Важные доказательства роли IL-36 в патогенезе псориаза появились после создания и изучения модели индуцированного псориазоподобного фенотипа у мышей [9]. Были созданы несколько линий трансгенных мышей с искусственно повышенной экспрессией IL-36α в коже. Эта линия имела фенотип кожи близкий к псориатическому: локальные язвы с повышенной инфильтрацией иммунных клеток, нарушениями дифференцировки кератиноцитов, а также гиперэкспрессей генов многих белков, ассоциированных с воспалением. Скрещивания таких трансгенных мышей с четырьмя другими линиями мышей: с линией, дефектной по гену, кодирующему рецептор к IL-36; с линией с дефектом в гене, кодирующем рецептор к IL-1; с линией с дефектом в гене, кодирующем рецептор к TNF-α; с линией, дефектной по IL36RN; с линей с дефектом в гене RAG-2, показало, что ни IL-1β, ни TNFα не имеют критического значения в протекании этого псориазоподобного заболевания у мышей, в то время как отсутствие рецептора к IL-36 приводило к восстановлению у мышат с генотипом IL-36Atg⁺ x IL-1RR2^- нормального фенотипа кожи. Линия мышей, которая имела дефекты в гене антагониста IL-36Ra, обнаруживала более драматичные последствия такого изменения: из 109 мышат этой линии выжил только один.

В-третьих, были выявлены несколько вариантов мутаций в гене, кодирующем рецепторный антагонист IL-36 (IL-36Ra), которые четко ассоциированы со случаями тяжелой, опасной для жизни формы псориаза – генерализованного пустулярного псориаза (GPP). [53; 64; 29, 27]. Это также косвенно подтверждает важность IL-36-опосредованных ответов в этиологии этого заболевания.
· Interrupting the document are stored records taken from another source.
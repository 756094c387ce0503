//! Connected viewers as seen by the broadcaster
//!
//! A sink accepts whole messages. The WebSocket server backs each viewer with
//! a [`ChannelSink`]: an unbounded crossbeam queue drained by that viewer's
//! connection thread, so delivery from the tick loop never blocks on a socket.
//!
//! The [`SinkRegistry`] is shared between the tick loop (delivery, dropping
//! dead sinks) and connection threads (add, remove, resync requests).

use crate::error::{Error, Result};
use crate::streaming::wire::Outbound;
use crossbeam_channel::{Receiver, Sender};
use parking_lot::{Mutex, MutexGuard};
use std::sync::Arc;
use std::sync::atomic::{AtomicU64, Ordering};

/// Downstream consumer of broadcast messages
pub trait FrameSink: Send {
    /// Queue one whole message; an error means the sink is gone
    fn deliver(&mut self, message: &Outbound) -> Result<()>;
}

/// Sink backed by an unbounded channel
pub struct ChannelSink {
    sender: Sender<Outbound>,
}

impl ChannelSink {
    pub fn new(sender: Sender<Outbound>) -> Self {
        Self { sender }
    }

    /// Sink plus the receiving end its connection thread drains
    pub fn pair() -> (Self, Receiver<Outbound>) {
        let (sender, receiver) = crossbeam_channel::unbounded();
        (Self::new(sender), receiver)
    }
}

impl FrameSink for ChannelSink {
    fn deliver(&mut self, message: &Outbound) -> Result<()> {
        self.sender
            .send(message.clone())
            .map_err(|_| Error::SinkClosed)
    }
}

/// Registry-assigned sink identifier
#[derive(Debug, Clone, Copy, PartialEq, Eq, Hash, PartialOrd, Ord)]
pub struct SinkId(u64);

impl std::fmt::Display for SinkId {
    fn fmt(&self, f: &mut std::fmt::Formatter<'_>) -> std::fmt::Result {
        write!(f, "#{}", self.0)
    }
}

/// Where a sink stands in the binary stream
#[derive(Debug, Clone, Copy, PartialEq, Eq)]
pub enum SinkState {
    /// Next binary delivery must be a full frame
    NeedsFull,
    /// Decoder is in sync; delta frames apply
    Streaming,
}

/// One registered sink
pub struct SinkEntry {
    pub id: SinkId,
    pub state: SinkState,
    pub sink: Box<dyn FrameSink>,
}

/// Shared, mutex-guarded set of sinks
#[derive(Clone, Default)]
pub struct SinkRegistry {
    entries: Arc<Mutex<Vec<SinkEntry>>>,
    next_id: Arc<AtomicU64>,
}

impl SinkRegistry {
    pub fn new() -> Self {
        Self::default()
    }

    /// Register a sink; it starts in [`SinkState::NeedsFull`]
    pub fn add(&self, sink: Box<dyn FrameSink>) -> SinkId {
        let id = SinkId(self.next_id.fetch_add(1, Ordering::Relaxed));
        self.entries.lock().push(SinkEntry {
            id,
            state: SinkState::NeedsFull,
            sink,
        });
        id
    }

    /// Unregister a sink; false if it was already gone
    pub fn remove(&self, id: SinkId) -> bool {
        let mut entries = self.entries.lock();
        let before = entries.len();
        entries.retain(|entry| entry.id != id);
        entries.len() != before
    }

    /// Mark a sink so its next binary delivery is a full frame
    pub fn request_resync(&self, id: SinkId) -> bool {
        self.request_resync_with(id, || {})
    }

    /// Mark a sink as [`SinkState::NeedsFull`] and run `on_marked` before the
    /// lock is released
    ///
    /// No broadcast can interleave with `on_marked`, so anything it drains
    /// from the sink's queue predates the full frame.
    pub fn request_resync_with<F: FnOnce()>(&self, id: SinkId, on_marked: F) -> bool {
        let mut entries = self.entries.lock();
        match entries.iter_mut().find(|entry| entry.id == id) {
            Some(entry) => {
                entry.state = SinkState::NeedsFull;
                on_marked();
                true
            }
            None => false,
        }
    }

    pub fn state(&self, id: SinkId) -> Option<SinkState> {
        self.entries
            .lock()
            .iter()
            .find(|entry| entry.id == id)
            .map(|entry| entry.state)
    }

    pub fn len(&self) -> usize {
        self.entries.lock().len()
    }

    pub fn is_empty(&self) -> bool {
        self.entries.lock().is_empty()
    }

    /// Exclusive access for one broadcast pass
    pub(crate) fn lock(&self) -> MutexGuard<'_, Vec<SinkEntry>> {
        self.entries.lock()
    }
}

#[cfg(test)]
mod tests {
    use super::*;

    #[test]
    fn test_channel_sink_delivers_and_detects_close() {
        let (mut sink, receiver) = ChannelSink::pair();
        sink.deliver(&Outbound::Text("a".into())).unwrap();
        assert_eq!(receiver.try_recv().unwrap(), Outbound::Text("a".into()));

        drop(receiver);
        assert!(matches!(
            sink.deliver(&Outbound::Binary(vec![0])),
            Err(Error::SinkClosed)
        ));
    }

    #[test]
    fn test_registry_lifecycle() {
        let registry = SinkRegistry::new();
        let (a, _ra) = ChannelSink::pair();
        let (b, _rb) = ChannelSink::pair();
        let a = registry.add(Box::new(a));
        let b = registry.add(Box::new(b));
        assert_ne!(a, b);
        assert_eq!(registry.len(), 2);
        assert_eq!(registry.state(a), Some(SinkState::NeedsFull));

        registry.lock()[0].state = SinkState::Streaming;
        assert!(registry.request_resync(a));
        assert_eq!(registry.state(a), Some(SinkState::NeedsFull));

        assert!(registry.remove(a));
        assert!(!registry.remove(a));
        assert!(!registry.request_resync(a));
        assert_eq!(registry.len(), 1);
        assert!(registry.remove(b));
        assert!(registry.is_empty());
    }
}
Недавнее исследование [81] обнаружило, что снижение активации Notch-сигнального каскада, которое характерно для кератиноцитов в зонах ранений, приводит к повышению экспрессии IL36A и накоплению IL-36α в клетках in vitro и in vivo.. Очевидно, преднакопление IL-36 в клетках регенерирующего эпидермиса готовит их к быстрой активации в условиях ранения. Здесь интересно будет напомнить о существовании феномена Кёбнера, который заключается в появлении свежих очагов воспаления на месте ранения здоровой кожи у больных псориазом. Можно предположить, что в данном случае имеет место быть описанная выше регенеративная продукция IL-36 в кератиноцитах и именно она является спусковым крючком воспаления.

Таким образом, можно предположить, что IL-36 – это группа провоспалительных цитокинов, локализующийся и осуществляющий свои функции эпителиях, участвующий в рекрутинге и активации клеток врожденного и приобретенного иммунитета, а также инициации Тh-1-опосредованных ответов, и является, по-видимому, маркером пироптотического разрушения клеток.